For Marxists and other socialists, the source of human misery, oppression and wretchedness is a wrong economic system; the way to set things right is to change the economic system. At bottom, individual study and self-improvement are irrelevant. For the radical Enlightenment, by contrast, economic changes and especially better regulation may be and are needed, but the source of human misery and oppression is not the economic system but ignorance, bigotry, religious authority and trust in tradition. The way to set things right is through enlightened education, eliminating religious authority and changing the laws and institutions of society so as to strip out the theology and reflect the revolutionary new concept of justice based on racial and gender equality, freedom of thought and liberty of the individual. This is surely a fundamental difference.

But despite one or two possible errors of interpretation, Malik’s book is an admirable tour de force and there is little available to compare with it. Anyone with a serious interest in the history and nature of modernity and the human condition would be the poorer for not reading it.


Kirkus Review, 17 September 2014

God is dead, says Nietzsche. Nietzsche is dead, says God. Dead or not, Nietzsche is wrong, writes British neurobiologist and philosopher Malik -and so is sophist Thrasymachus, for that matter.

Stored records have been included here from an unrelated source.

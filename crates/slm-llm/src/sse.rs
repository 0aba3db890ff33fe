//! # SSE Parser
//!
//! Turns a chunked HTTP body into the payloads of its `data:` lines.
//!
//! - Line buffering across chunk boundaries (`\n` or `\r\n`)
//! - Comments, blank lines, non-data fields, and `[DONE]` are skipped
//! - A trailing unterminated `data:` line is still delivered at end of body
//! - A transport read error is yielded once as [`ProviderError::SseParse`]
//!   and ends the stream, so callers can tell truncation from completion

use bytes::{Bytes, BytesMut};
use futures::Stream;
use tokio_stream::StreamExt;
use tracing::warn;

use crate::provider::{ProviderError, ProviderResult};

/// Parse SSE lines from a byte stream, yielding raw `data:` payloads.
pub fn parse_sse_lines<S, E>(byte_stream: S) -> impl Stream<Item = ProviderResult<String>> + Send
where
    S: Stream<Item = Result<Bytes, E>> + Send + Unpin + 'static,
    E: std::fmt::Display + Send + 'static,
{
    futures::stream::unfold(
        (byte_stream, BytesMut::with_capacity(8192), false),
        |(mut stream, mut buffer, done)| async move {
            if done {
                return None;
            }

            loop {
                if let Some(newline_pos) = buffer.iter().position(|&b| b == b'\n') {
                    let mut line_bytes = buffer.split_to(newline_pos + 1);
                    line_bytes.truncate(line_bytes.len() - 1);
                    if line_bytes.last() == Some(&b'\r') {
                        line_bytes.truncate(line_bytes.len() - 1);
                    }

                    let Ok(line) = std::str::from_utf8(&line_bytes) else {
                        warn!("skipping SSE line with invalid UTF-8");
                        continue;
                    };

                    if let Some(data) = extract_sse_data(line) {
                        return Some((Ok(data), (stream, buffer, false)));
                    }
                    continue;
                }

                match stream.next().await {
                    Some(Ok(chunk)) => buffer.extend_from_slice(&chunk),
                    Some(Err(e)) => {
                        warn!(error = %e, "SSE stream read error");
                        let err = ProviderError::SseParse {
                            message: e.to_string(),
                        };
                        return Some((Err(err), (stream, buffer, true)));
                    }
                    None => {
                        if buffer.is_empty() {
                            return None;
                        }
                        let data = std::str::from_utf8(&buffer)
                            .ok()
                            .and_then(|s| extract_sse_data(s.trim()));
                        buffer.clear();
                        return data.map(|d| (Ok(d), (stream, buffer, true)));
                    }
                }
            }
        },
    )
}

/// Extract the payload of an SSE `data:` line.
fn extract_sse_data(line: &str) -> Option<String> {
    let trimmed = line.trim();

    if trimmed.is_empty() || trimmed.starts_with(':') {
        return None;
    }

    let data = trimmed
        .strip_prefix("data: ")
        .or_else(|| trimmed.strip_prefix("data:"))?
        .trim();

    if data.is_empty() || data == "[DONE]" {
        return None;
    }

    Some(data.to_string())
}

/// Parse JSON from an SSE payload, logging a truncated preview on failure.
pub fn parse_sse_data<T: serde::de::DeserializeOwned>(data: &str, provider: &str) -> Option<T> {
    match serde_json::from_str(data) {
        Ok(parsed) => Some(parsed),
        Err(e) => {
            warn!(
                provider = provider,
                error = %e,
                data_preview = slm_core::text::truncate_str(data, 100),
                "failed to parse SSE data"
            );
            None
        }
    }
}

// ─────────────────────────────────────────────────────────────────────────────
// Tests
// ─────────────────────────────────────────────────────────────────────────────
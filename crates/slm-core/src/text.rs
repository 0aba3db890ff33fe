//! String helpers that respect UTF-8 char boundaries.

/// Longest prefix of `s` that is at most `max_bytes` long and ends on a char
/// boundary.
#[must_use]
pub fn truncate_str(s: &str, max_bytes: usize) -> &str {
    if s.len() <= max_bytes {
        return s;
    }
    let mut end = max_bytes;
    while !s.is_char_boundary(end) {
        end -= 1;
    }
    &s[..end]
}
//! Logic distillation: one-shot extraction of a single rule from the
//! conversation.
//!
//! The caller appends the returned rule; this module never touches the rule
//! set itself.

use slm_core::constants::{DISTILLATION_FAILED_NOTICE, EMPTY_HISTORY_NOTICE, RATE_LIMITED_NOTICE};
use slm_core::documents::Document;
use slm_core::messages::Message;
use slm_llm::DistillationSource;
use slm_llm::context_composition::build_distillation_prompt;
use tracing::{error, info, instrument};

/// Classified distillation failures.
#[derive(Debug, Clone, PartialEq, Eq, thiserror::Error)]
pub enum DistillationError {
    /// Rejected before any request was built.
    #[error("{}", EMPTY_HISTORY_NOTICE)]
    EmptyHistory,

    /// The source rejected the request for volume.
    #[error("{}", RATE_LIMITED_NOTICE)]
    RateLimited {
        /// Provider message, for logs.
        message: String,
    },

    /// Anything else, including an empty answer.
    #[error("{}", DISTILLATION_FAILED_NOTICE)]
    Generic {
        /// Underlying cause, for logs.
        message: String,
    },
}

impl DistillationError {
    /// Whether this is the rate-limit class.
    pub fn is_rate_limited(&self) -> bool {
        matches!(self, Self::RateLimited { .. })
    }

    /// Underlying cause, when there is one.
    pub fn detail(&self) -> Option<&str> {
        match self {
            Self::EmptyHistory => None,
            Self::RateLimited { message } | Self::Generic { message } => Some(message),
        }
    }

    /// Category label for logs and metrics.
    pub fn category(&self) -> &'static str {
        match self {
            Self::EmptyHistory => "empty_history",
            Self::RateLimited { .. } => "rate_limited",
            Self::Generic { .. } => "generic",
        }
    }
}

/// Ask `source` for one new rule distilled from `messages` and `documents`.
///
/// Fails with [`DistillationError::EmptyHistory`] before building a prompt
/// when there are no messages.
#[instrument(skip_all, fields(source = source.name(), messages = messages.len()))]
pub async fn distill_rule(
    source: &dyn DistillationSource,
    messages: &[Message],
    documents: &[Document],
) -> Result<String, DistillationError> {
    if messages.is_empty() {
        return Err(DistillationError::EmptyHistory);
    }

    let prompt = build_distillation_prompt(messages, documents);
    let result = match source.distill(&prompt).await {
        Ok(raw) => clean_rule(&raw).ok_or_else(|| DistillationError::Generic {
            message: "model returned an empty rule".into(),
        }),
        Err(e) if e.is_rate_limited() => Err(DistillationError::RateLimited {
            message: e.to_string(),
        }),
        Err(e) => Err(DistillationError::Generic {
            message: e.to_string(),
        }),
    };

    match &result {
        Ok(rule) => info!(rule_len = rule.len(), "rule distilled"),
        Err(e) => error!(
            category = e.category(),
            error = e.detail().unwrap_or_default(),
            "distillation failed"
        ),
    }
    let outcome = result.as_ref().map_or_else(DistillationError::category, |_| "ok");
    metrics::counter!("slm_distillations_total", "outcome" => outcome).increment(1);
    result
}

/// Trim, strip one matching pair of surrounding quotes, and reject empties.
fn clean_rule(raw: &str) -> Option<String> {
    let rule = strip_matching_quotes(raw.trim()).trim();
    (!rule.is_empty()).then(|| rule.to_owned())
}

/// Remove exactly one pair of matching `"` or `'` around `s`.
pub fn strip_matching_quotes(s: &str) -> &str {
    for quote in ['"', '\''] {
        if let Some(inner) = s
            .strip_prefix(quote)
            .and_then(|rest| rest.strip_suffix(quote))
        {
            return inner;
        }
    }
    s
}

// ─────────────────────────────────────────────────────────────────────────────
// Tests
// ─────────────────────────────────────────────────────────────────────────────

#[cfg(test)]
mod tests {
    use std::sync::atomic::{AtomicUsize, Ordering};

    use assert_matches::assert_matches;
    use async_trait::async_trait;
    use slm_core::messages::Part;
    use slm_llm::{ProviderError, ProviderResult};

    use super::*;

    struct Scripted {
        reply: fn() -> ProviderResult<String>,
        calls: AtomicUsize,
        last_prompt: parking_lot::Mutex<String>,
    }

    impl Scripted {
        fn new(reply: fn() -> ProviderResult<String>) -> Self {
            Self {
                reply,
                calls: AtomicUsize::new(0),
                last_prompt: parking_lot::Mutex::new(String::new()),
            }
        }
    }

    #[async_trait]
    impl DistillationSource for Scripted {
        fn name(&self) -> &str {
            "scripted"
        }

        async fn distill(&self, prompt: &str) -> ProviderResult<String> {
            let _ = self.calls.fetch_add(1, Ordering::SeqCst);
            *self.last_prompt.lock() = prompt.to_owned();
            (self.reply)()
        }
    }

    fn history() -> Vec<Message> {
        vec![Message::user(vec![Part::text("always cite page numbers")])]
    }

    // ── strip_matching_quotes ────────────────────────────────────────────

    #[test]
    fn strips_one_matching_pair_only() {
        assert_eq!(strip_matching_quotes("\"rule\""), "rule");
        assert_eq!(strip_matching_quotes("'rule'"), "rule");
        assert_eq!(strip_matching_quotes("\"\"rule\"\""), "\"rule\"");
        assert_eq!(strip_matching_quotes("\"rule'"), "\"rule'");
        assert_eq!(strip_matching_quotes("rule"), "rule");
        assert_eq!(strip_matching_quotes("\""), "\"");
    }

    // ── distill_rule ─────────────────────────────────────────────────────

    #[tokio::test]
    async fn empty_history_rejected_before_request() {
        let source = Scripted::new(|| Ok("unused".into()));
        let err = distill_rule(&source, &[], &[]).await.unwrap_err();
        assert_eq!(err, DistillationError::EmptyHistory);
        assert_eq!(source.calls.load(Ordering::SeqCst), 0);
        assert!(source.last_prompt.lock().is_empty());
    }

    #[tokio::test]
    async fn success_trims_and_unquotes() {
        let source = Scripted::new(|| Ok("  \"Always cite page numbers.\"\n".into()));
        let rule = distill_rule(&source, &history(), &[Document::new("a.txt", "body")])
            .await
            .unwrap();
        assert_eq!(rule, "Always cite page numbers.");

        let prompt = source.last_prompt.lock().clone();
        assert!(prompt.contains("User: \"always cite page numbers\""));
        assert!(prompt.contains("File Name: a.txt"));
    }

    #[tokio::test]
    async fn blank_answer_is_generic_failure() {
        let source = Scripted::new(|| Ok("   ".into()));
        let err = distill_rule(&source, &history(), &[]).await.unwrap_err();
        assert_matches!(err, DistillationError::Generic { .. });
        assert_eq!(err.to_string(), DISTILLATION_FAILED_NOTICE);
    }

    #[tokio::test]
    async fn rate_limit_marker_is_classified() {
        let source = Scripted::new(|| {
            Err(ProviderError::Other {
                message: "[429 Too Many Requests] quota".into(),
            })
        });
        let err = distill_rule(&source, &history(), &[]).await.unwrap_err();
        assert!(err.is_rate_limited());
        assert_eq!(err.to_string(), RATE_LIMITED_NOTICE);
    }

    #[tokio::test]
    async fn rate_limited_variant_is_classified() {
        let source = Scripted::new(|| {
            Err(ProviderError::RateLimited {
                retry_after_ms: 0,
                message: "slow down".into(),
            })
        });
        let err = distill_rule(&source, &history(), &[]).await.unwrap_err();
        assert_matches!(err, DistillationError::RateLimited { .. });
    }

    #[tokio::test]
    async fn other_failures_are_generic() {
        let source = Scripted::new(|| Err(ProviderError::EmptyResponse));
        let err = distill_rule(&source, &history(), &[]).await.unwrap_err();
        assert_matches!(err, DistillationError::Generic { .. });
        assert!(!err.is_rate_limited());
    }
}
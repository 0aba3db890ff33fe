//! Settings loading with deep merge and environment variable overrides.
//!
//! Loading flow:
//! 1. Start with compiled [`SlmSettings::default()`]
//! 2. If `~/.slm/settings.json` exists, deep-merge user values over defaults
//! 3. Apply `SLM_*` environment overrides (highest priority)
//! 4. [`SlmSettings::validate`] clamps anything out of range
//!
//! Deep merge rules:
//! - Objects are merged recursively (source overrides target per-key)
//! - Arrays and primitives are replaced entirely by source
//! - Null values in source are skipped (preserving target)

use std::path::{Path, PathBuf};

use serde_json::Value;
use tracing::debug;

use crate::errors::Result;
use crate::types::SlmSettings;

/// Resolve the path to the settings file (`~/.slm/settings.json`).
pub fn settings_path() -> PathBuf {
    let home = std::env::var("HOME").unwrap_or_else(|_| "/tmp".to_string());
    PathBuf::from(home).join(".slm").join("settings.json")
}

/// Load settings from the default path with env var overrides.
pub fn load_settings() -> Result<SlmSettings> {
    load_settings_from_path(&settings_path())
}

/// Load settings from a specific path with env var overrides.
///
/// A missing file yields defaults. Invalid JSON is an error.
pub fn load_settings_from_path(path: &Path) -> Result<SlmSettings> {
    let defaults = serde_json::to_value(SlmSettings::default())?;

    let merged = if path.exists() {
        debug!(?path, "loading settings from file");
        let content = std::fs::read_to_string(path)?;
        let user: Value = serde_json::from_str(&content)?;
        deep_merge(defaults, user)
    } else {
        debug!(?path, "settings file not found, using defaults");
        defaults
    };

    let mut settings: SlmSettings = serde_json::from_value(merged)?;
    apply_env_overrides(&mut settings);
    settings.validate();
    Ok(settings)
}

/// Recursive deep merge of two JSON values.
pub fn deep_merge(target: Value, source: Value) -> Value {
    match (target, source) {
        (Value::Object(mut target_map), Value::Object(source_map)) => {
            for (key, source_val) in source_map {
                if source_val.is_null() {
                    continue;
                }
                let merged = match target_map.remove(&key) {
                    Some(target_val) => deep_merge(target_val, source_val),
                    None => source_val,
                };
                let _ = target_map.insert(key, merged);
            }
            Value::Object(target_map)
        }
        (_, source) => source,
    }
}

/// Apply environment variable overrides to loaded settings.
///
/// Invalid values are ignored with a warning.
pub fn apply_env_overrides(settings: &mut SlmSettings) {
    // ── Provider ────────────────────────────────────────────────────
    let google = &mut settings.api.google;
    if let Some(v) = read_env_string("SLM_API_KEY").or_else(|| read_env_string("GEMINI_API_KEY")) {
        google.api_key = Some(v);
    }
    if let Some(v) = read_env_string("SLM_BASE_URL") {
        google.base_url = v;
    }
    if let Some(v) = read_env_string("SLM_CHAT_MODEL") {
        google.chat_model = v;
    }
    if let Some(v) = read_env_string("SLM_DISTILL_MODEL") {
        google.distill_model = v;
    }
    if let Some(v) = read_env_u32("SLM_MAX_OUTPUT_TOKENS", 1, 1_048_576) {
        google.max_output_tokens = Some(v);
    }
    if let Some(v) = read_env_f64("SLM_TEMPERATURE", 0.0, 2.0) {
        google.temperature = Some(v);
    }

    // ── Logging / session ───────────────────────────────────────────
    if let Some(v) = read_env_string("SLM_LOG_LEVEL") {
        settings.logging.level = v;
    }
    if let Some(v) = read_env_string("SLM_DATA_DIR") {
        settings.session.data_dir = v;
    }
    if let Some(v) = read_env_bool("SLM_AUTOSAVE") {
        settings.session.autosave = v;
    }
}

// ── Pure parsing functions (testable without env vars) ──────────────────────

/// Parse a string as a boolean.
///
/// Accepts (case-insensitive): `true`/`1`/`yes`/`on` or `false`/`0`/`no`/`off`.
pub fn parse_bool(val: &str) -> Option<bool> {
    match val.to_lowercase().as_str() {
        "true" | "1" | "yes" | "on" => Some(true),
        "false" | "0" | "no" | "off" => Some(false),
        _ => None,
    }
}

/// Parse a string as a `u32` within a range.
pub fn parse_u32_range(val: &str, min: u32, max: u32) -> Option<u32> {
    let n: u32 = val.parse().ok()?;
    (min..=max).contains(&n).then_some(n)
}

/// Parse a string as a finite `f64` within a range.
pub fn parse_f64_range(val: &str, min: f64, max: f64) -> Option<f64> {
    let n: f64 = val.parse().ok()?;
    (n.is_finite() && (min..=max).contains(&n)).then_some(n)
}

// ── Env var readers ─────────────────────────────────────────────────────────

fn read_env_string(name: &str) -> Option<String> {
    std::env::var(name).ok().filter(|v| !v.is_empty())
}

fn read_env_bool(name: &str) -> Option<bool> {
    let val = std::env::var(name).ok()?;
    let result = parse_bool(&val);
    if result.is_none() {
        tracing::warn!(key = name, value = %val, "invalid boolean env var, ignoring");
    }
    result
}

fn read_env_u32(name: &str, min: u32, max: u32) -> Option<u32> {
    let val = std::env::var(name).ok()?;
    let result = parse_u32_range(&val, min, max);
    if result.is_none() {
        tracing::warn!(key = name, value = %val, "invalid u32 env var, ignoring");
    }
    result
}

fn read_env_f64(name: &str, min: f64, max: f64) -> Option<f64> {
    let val = std::env::var(name).ok()?;
    let result = parse_f64_range(&val, min, max);
    if result.is_none() {
        tracing::warn!(key = name, value = %val, "invalid f64 env var, ignoring");
    }
    result
}

// ─────────────────────────────────────────────────────────────────────────────
// Tests
// ─────────────────────────────────────────────────────────────────────────────
//! Tracing subscriber setup.

/// Initialize the global tracing subscriber writing compact lines to stderr.
///
/// `RUST_LOG` takes precedence over `level` when set. Call once at startup;
/// later calls are no-ops.
pub fn init_subscriber(level: &str) {
    use tracing_subscriber::EnvFilter;

    let filter = EnvFilter::try_from_default_env().unwrap_or_else(|_| EnvFilter::new(level));

    let subscriber = tracing_subscriber::fmt()
        .with_env_filter(filter)
        .with_target(true)
        .with_writer(std::io::stderr)
        .compact();

    // Fails only when a global subscriber is already installed.
    let _ = subscriber.try_init();
}
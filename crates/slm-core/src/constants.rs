//! Fixed wire tokens and user-visible strings.
//!
//! These strings are part of the observable contract: the model is told to
//! emit [`CITATION_SEPARATOR`], and callers match on the suffixes to tell a
//! diagnostic answer from a normal one.

/// Rule-set format version written by this build.
pub const APP_VERSION: &str = "2.0.0";

/// Literal token separating the answer from the trailing citation block.
pub const CITATION_SEPARATOR: &str = "---CITATIONS---";

/// Appended to the answer when a citation block is present but unusable.
pub const CITATION_PARSE_FAILURE_SUFFIX: &str = "(Could not parse citations)";

/// Appended to the answer when the user stopped the generation.
pub const GENERATION_STOPPED_SUFFIX: &str = "(Generation stopped by user)";

/// Separator placed between an answer and an appended suffix.
pub const SUFFIX_GAP: &str = "\n\n";

/// Single fragment substituted for a failed generation stream.
pub const GENERATION_FALLBACK_FRAGMENT: &str =
    "Sorry, I encountered an error while processing your request. Please check the logs for details.";

/// Notice shown when a distillation request was rejected for volume.
pub const RATE_LIMITED_NOTICE: &str =
    "You're doing that too fast! Please wait a moment before trying to save another logic point.";

/// Notice shown for any other distillation failure.
pub const DISTILLATION_FAILED_NOTICE: &str = "Failed to generate a new logic point.";

/// Prefix of downloaded rule-set file names.
pub const LOGIC_FILE_PREFIX: &str = "social-listening-logic";

/// Notice shown when distillation is requested on an empty conversation.
pub const EMPTY_HISTORY_NOTICE: &str = "Cannot create logic from an empty chat.";
//! Google Gemini provider.

pub mod provider;
pub mod types;

pub use provider::GoogleProvider;
pub use types::GoogleConfig;
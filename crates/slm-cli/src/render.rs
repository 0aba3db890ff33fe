//! Terminal rendering of messages and streamed answers.

use std::fmt::Write as _;

use slm_core::constants::CITATION_SEPARATOR;
use slm_core::messages::{Message, Part, Role};

/// Tracks how much of the in-flight answer has been printed.
///
/// Each `MessageUpdated` carries the whole message, so the printer emits
/// only the new tail. Text from the citation separator onward is held back;
/// the settled message supplies the real ending.
#[derive(Debug, Default)]
pub struct StreamPrinter {
    printed: String,
}

impl StreamPrinter {
    /// Fresh printer for one send.
    pub fn new() -> Self {
        Self::default()
    }

    /// Text to print for a new snapshot of the streaming message.
    pub fn delta(&mut self, snapshot: &str) -> Option<String> {
        let visible = visible_prefix(snapshot);
        let tail = visible.strip_prefix(self.printed.as_str())?;
        if tail.is_empty() {
            return None;
        }
        let tail = tail.to_owned();
        self.printed.push_str(&tail);
        Some(tail)
    }

    /// Text to print once the message settled, so that the screen ends up
    /// showing the settled answer.
    pub fn finish(&self, settled: &str) -> String {
        let shown = self.printed.trim_end();
        match settled.strip_prefix(shown) {
            Some(rest) if !shown.is_empty() => rest.to_owned(),
            _ if shown.is_empty() => settled.to_owned(),
            _ => format!("\n{settled}"),
        }
    }
}

/// Longest prefix that cannot be part of the citation block. A trailing
/// partial separator is held back too.
fn visible_prefix(text: &str) -> &str {
    if let Some(at) = text.find(CITATION_SEPARATOR) {
        return &text[..at];
    }
    let sep = CITATION_SEPARATOR.as_bytes();
    for keep in (1..sep.len()).rev() {
        if text.len() >= keep
            && text.is_char_boundary(text.len() - keep)
            && text.as_bytes().ends_with(&sep[..keep])
        {
            return &text[..text.len() - keep];
        }
    }
    text
}

/// Citations as a numbered list, or `None` when there are none.
pub fn citations(message: &Message) -> Option<String> {
    let list = message.citations.as_deref().filter(|c| !c.is_empty())?;
    let mut out = String::from("Sources:");
    for (i, c) in list.iter().enumerate() {
        let _ = write!(out, "\n  [{}] {}: \"{}\"", i + 1, c.file_name, c.quote);
    }
    Some(out)
}

/// One history entry with its id, role, text, and attachment count.
#[allow(clippy::cast_precision_loss)]
pub fn history_entry(message: &Message) -> String {
    let who = match message.role {
        Role::User => "you",
        Role::Model => "slm",
    };
    let attachments = message
        .parts
        .iter()
        .filter(|p| matches!(p, Part::InlineData { .. }))
        .count();
    let mut out = format!("[{}] {who}: {}", message.id, message.text_content());
    if attachments > 0 {
        let _ = write!(out, " (+{attachments} attachment(s))");
    }
    if let Some(ms) = message.generation_time_ms {
        let _ = write!(out, " ({:.1}s)", ms as f64 / 1000.0);
    }
    out
}
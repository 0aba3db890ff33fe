//! # slm-core
//!
//! Foundation types for Social Listening LM, a grounded chat assistant that
//! cites source documents and distills reusable rules from conversations.
//!
//! This crate provides the shared vocabulary that all other crates depend on:
//!
//! - **Branded IDs**: [`ids::MessageId`] as a newtype over a UUID v7 string
//! - **Messages**: [`messages::Message`] with [`messages::Part`] (text or inline binary)
//!   and optional [`messages::Citation`]s
//! - **Documents**: [`documents::Document`] and the filename-unique [`documents::DocumentSet`]
//! - **Rules**: [`rules::RuleSet`] plus the persisted [`rules::LogicFile`] format
//! - **Events**: [`events::SessionEvent`] broadcast on every store or session mutation
//! - **Constants**: fixed user-visible strings and the citation separator
//! - **Logging**: [`logging::init_subscriber`] for the `tracing` subscriber
//!
//! ## Crate Position
//!
//! Foundation crate. Depended on by all other slm crates.

#![deny(unsafe_code)]

pub mod constants;
pub mod documents;
pub mod events;
pub mod ids;
pub mod logging;
pub mod messages;
pub mod rules;
pub mod text;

In a text that takes in well-known students of the topic and any number of obscurities (and even obscurantists), the author looks closely into the sticky business of ethics, both as distinct from and as adjunct to morals. In both, he approvingly quotes Alasdair MacIntyre as observing there’s a difference between humans as they are and humans as they could (and should) be. Cultures through time have differed markedly in their conceptions of the latter: The Greeks saw their gods as being ‘capricious, vain, vicious, and deceitful’—in short, much like us though much more powerful. Their vision of a messy, chaotic, violent world took on a more orderly mien in the worldview of Christians such as Augustine, who, Malik notes, found ways to justify slavery theologically. Malik takes care to distinguish moral universes in which humans are thought to have choice from those in which they do not, matters that feed into clashing ideologies today. Yet, as he writes, agency notwithstanding, all cultures have some notion of right and wrong, and all of us are naked, without protection, and in eminent danger of ‘falling off the moral tightrope that we are condemned to walk as human beings’. In a text that moves comfortably among cultures, continents and centuries, Malik delivers some of the best of what has been thought about ethical matters and some of the worst as well. Fans of Nietzsche (or perhaps of Leopold and Loeb, for that matter) won’t appreciate some of the author’s conclusions, but Malik is admirably evenhanded in considering the history of ethical thought.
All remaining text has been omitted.